The first thing you need to know about Relay is that it is not really a “graduate school of education.” It just calls itself one. It has no scholars, no researchers, no Ph.D. holders on its “faculty.” It is an organization created by three “no excuses” charter chains to train teachers for charter schools.

The second thing you need to know is that this ersatz “graduate school” is landing contracts in many place: “In addition to its initial location in New York City, Relay now has campuses in Chicago, Delaware, Houston, Memphis, New Orleans, Newark, NJ, and Philadelphia and Camden. Whitehead-Bust said a Denver campus is planned in the coming year.”
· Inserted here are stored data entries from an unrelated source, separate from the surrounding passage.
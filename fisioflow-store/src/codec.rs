//! Column codecs.
//!
//! Money is stored as canonical decimal TEXT, instants as fixed-width
//! RFC 3339 TEXT with nanosecond precision (`2026-01-01T09:00:00.000000000Z`).
//! The fixed width keeps lexicographic order equal to time order, so range
//! scans such as "records in the trailing minute" work on plain indices.

use std::str::FromStr;

use chrono::{DateTime, SecondsFormat, Utc};
use rusqlite::Row;
use rusqlite::types::Type;
use rust_decimal::Decimal;

/// Encode an instant for storage.
#[must_use]
pub fn ts_to_sql(instant: &DateTime<Utc>) -> String {
    instant.to_rfc3339_opts(SecondsFormat::Nanos, true)
}

/// Encode an optional instant for storage.
#[must_use]
pub fn opt_ts_to_sql(instant: Option<&DateTime<Utc>>) -> Option<String> {
    instant.map(ts_to_sql)
}

/// Encode a decimal for storage.
#[must_use]
pub fn decimal_to_sql(value: &Decimal) -> String {
    value.to_string()
}

fn conversion_error<E>(idx: usize, err: E) -> rusqlite::Error
where
    E: std::error::Error + Send + Sync + 'static,
{
    rusqlite::Error::FromSqlConversionFailure(idx, Type::Text, Box::new(err))
}

/// Read an instant column.
///
/// # Errors
///
/// Returns a conversion failure if the text is not RFC 3339.
pub fn get_ts(row: &Row<'_>, idx: usize) -> rusqlite::Result<DateTime<Utc>> {
    let raw: String = row.get(idx)?;
    DateTime::parse_from_rfc3339(&raw)
        .map(|dt| dt.with_timezone(&Utc))
        .map_err(|e| conversion_error(idx, e))
}

/// Read a nullable instant column.
///
/// # Errors
///
/// Returns a conversion failure if a present value is not RFC 3339.
pub fn get_opt_ts(row: &Row<'_>, idx: usize) -> rusqlite::Result<Option<DateTime<Utc>>> {
    let raw: Option<String> = row.get(idx)?;
    raw.map(|s| {
        DateTime::parse_from_rfc3339(&s)
            .map(|dt| dt.with_timezone(&Utc))
            .map_err(|e| conversion_error(idx, e))
    })
    .transpose()
}

/// Read a decimal column.
///
/// # Errors
///
/// Returns a conversion failure if the text is not a decimal.
pub fn get_decimal(row: &Row<'_>, idx: usize) -> rusqlite::Result<Decimal> {
    let raw: String = row.get(idx)?;
    Decimal::from_str(&raw).map_err(|e| conversion_error(idx, e))
}

/// Read a nullable decimal column.
///
/// # Errors
///
/// Returns a conversion failure if a present value is not a decimal.
pub fn get_opt_decimal(row: &Row<'_>, idx: usize) -> rusqlite::Result<Option<Decimal>> {
    let raw: Option<String> = row.get(idx)?;
    raw.map(|s| Decimal::from_str(&s).map_err(|e| conversion_error(idx, e)))
        .transpose()
}

/// Read a column holding a `FromStr` code (status enums, ids).
///
/// # Errors
///
/// Returns a conversion failure if the code is unknown.
pub fn get_parsed<T>(row: &Row<'_>, idx: usize) -> rusqlite::Result<T>
where
    T: FromStr,
    T::Err: std::error::Error + Send + Sync + 'static,
{
    let raw: String = row.get(idx)?;
    raw.parse::<T>().map_err(|e| conversion_error(idx, e))
}

/// Read a nullable column holding a `FromStr` code.
///
/// # Errors
///
/// Returns a conversion failure if a present code is unknown.
pub fn get_opt_parsed<T>(row: &Row<'_>, idx: usize) -> rusqlite::Result<Option<T>>
where
    T: FromStr,
    T::Err: std::error::Error + Send + Sync + 'static,
{
    let raw: Option<String> = row.get(idx)?;
    raw.map(|s| s.parse::<T>().map_err(|e| conversion_error(idx, e)))
        .transpose()
}

/// Extension trait that adds an `.optional()` combinator to `rusqlite::Result`.
///
/// Converts `Err(QueryReturnedNoRows)` into `Ok(None)`.
pub trait OptionalExt<T> {
    /// Convert `QueryReturnedNoRows` into `Ok(None)`.
    ///
    /// # Errors
    ///
    /// Any other error is passed through.
    fn optional(self) -> std::result::Result<Option<T>, rusqlite::Error>;
}

impl<T> OptionalExt<T> for std::result::Result<T, rusqlite::Error> {
    fn optional(self) -> std::result::Result<Option<T>, rusqlite::Error> {
        match self {
            Ok(val) => Ok(Some(val)),
            Err(rusqlite::Error::QueryReturnedNoRows) => Ok(None),
            Err(e) => Err(e),
        }
    }
}

#[cfg(test)]
mod tests {
    use super::*;
    use chrono::{Duration, TimeZone};
    use rusqlite::Connection;
    use rust_decimal_macros::dec;

    #[test]
    fn timestamps_sort_lexicographically() {
        let base = Utc.with_ymd_and_hms(2026, 3, 1, 12, 0, 0).single().expect("valid");
        let a = ts_to_sql(&base);
        let b = ts_to_sql(&(base + Duration::nanoseconds(1)));
        let c = ts_to_sql(&(base + Duration::seconds(1)));
        assert_eq!(a.len(), b.len());
        assert!(a < b && b < c);
    }

    #[test]
    fn decimal_and_timestamp_survive_sqlite() {
        let conn = Connection::open_in_memory().expect("open");
        conn.execute_batch("CREATE TABLE t (amount TEXT NOT NULL, at TEXT NOT NULL, gone TEXT)")
            .expect("schema");
        let at = Utc.with_ymd_and_hms(2026, 3, 1, 12, 0, 0).single().expect("valid")
            + Duration::nanoseconds(7);
        conn.execute(
            "INSERT INTO t (amount, at, gone) VALUES (?1, ?2, NULL)",
            rusqlite::params![decimal_to_sql(&dec!(85.00)), ts_to_sql(&at)],
        )
        .expect("insert");

        let (amount, read_at, gone) = conn
            .query_row("SELECT amount, at, gone FROM t", [], |row| {
                Ok((get_decimal(row, 0)?, get_ts(row, 1)?, get_opt_ts(row, 2)?))
            })
            .expect("select");
        assert_eq!(amount, dec!(85.00));
        assert_eq!(amount.to_string(), "85.00");
        assert_eq!(read_at, at);
        assert!(gone.is_none());
    }

    #[test]
    fn garbage_decimal_is_a_conversion_error() {
        let conn = Connection::open_in_memory().expect("open");
        let err = conn
            .query_row("SELECT 'twelve'", [], |row| get_decimal(row, 0))
            .expect_err("not a decimal");
        assert!(matches!(err, rusqlite::Error::FromSqlConversionFailure(0, _, _)));
    }

    #[test]
    fn optional_maps_no_rows_to_none() {
        let conn = Connection::open_in_memory().expect("open");
        conn.execute_batch("CREATE TABLE t (x INTEGER)").expect("schema");
        let got: Option<i64> = conn
            .query_row("SELECT x FROM t", [], |row| row.get(0))
            .optional()
            .expect("query");
        assert!(got.is_none());
    }
}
Read the article. If you think of teachers as professionals, you may find it mind-boggling.

For example:

The philosophy of Relay

The educational philosophy behind the program is that with increased and purposeful observation and practice in certain teaching and management techniques, teachers and principals can help their students’ focus, learn better, and subsequently perform better on tests. The data, as measured by test scores, are then analyzed to determine a student’s, a teacher’s and a school’s success.

The program promotes tightly controlled school environments where students follow strict routines.

For example, the Relay 2014 curriculum proposed a 13-step process to describe how students should walk inside their schools, including the following:

• “Scholars enter the building and walk down the steps (holding on to the railing) with lips zipped

• Scholars then walk in HALL [Hands by your side; All eyes forward; Lips zipped; Legs walking safely] position to their table and greet the lead teacher

• Scholars sits (sic) down and begin to eat their breakfast with lips zipped

• After eating breakfast the scholar gives the non-verbal signal (hand on top of head) to signal he/she is finished eating and ready for clean up.”

Terms such as “grit,” “no-nonsense nurturing,” “sweat the small stuff,” and “no excuses” are often used to qualify this type of approach…..

The Critics

Although no one can learn in a chaotic, disorderly environment, the approach has its critics. Some educational activists note that a punitive environment and the push for increased test scores diminish students’ love of learning. In the same way, the pressure for teachers to constantly “perform” and outperform themselves strains their enthusiasm for teaching to the point where some leave the profession.

Others push the criticism further, declaring that such an approach endangers the fabric of our democracy, quashing creativity, innovation, critical voices and public engagement.

“Relay is dehumanizing schools,” says Peggy Robertson, teacher and co-founder of United Opt-Out National. “It creates compliance via punitive behavior and teaching models. It places an intense focus on data collection techniques that dumb down learning. It creates an environment void of thinking – for teachers and for students.”

The program recommends that principals or school leaders greet every student in the morning. Although this seems to function as a friendly gesture, it is also a control method to check uniforms, check who is walking according to HALL position, etc.

Such a greeting, repeated day after day, eventually loses its authenticity and becomes robotic.

The two schools of thought have been part of a national conversation that will be repeated in the upcoming DPS school board elections. They are at odds with each other in what seems to be irreconcilable differences between the corporate reform movement of which Relay is an active part, and more grassroots actors who demand that educators be recognized as trained professionals and not under constant fire from administrators.

The latter feel their voices have been eradicated from the larger political conversation about education….

Would Denver classrooms benefits more from smaller class sizes and having more paraprofessionals in each classrooms, especially in the early years when literary is fundamental to future success? How do we find the right balance?

Perhaps we need a test to answer that question!

Lynn Kalinauskas is chair of the education committee for Greater Park Hill Community, Inc.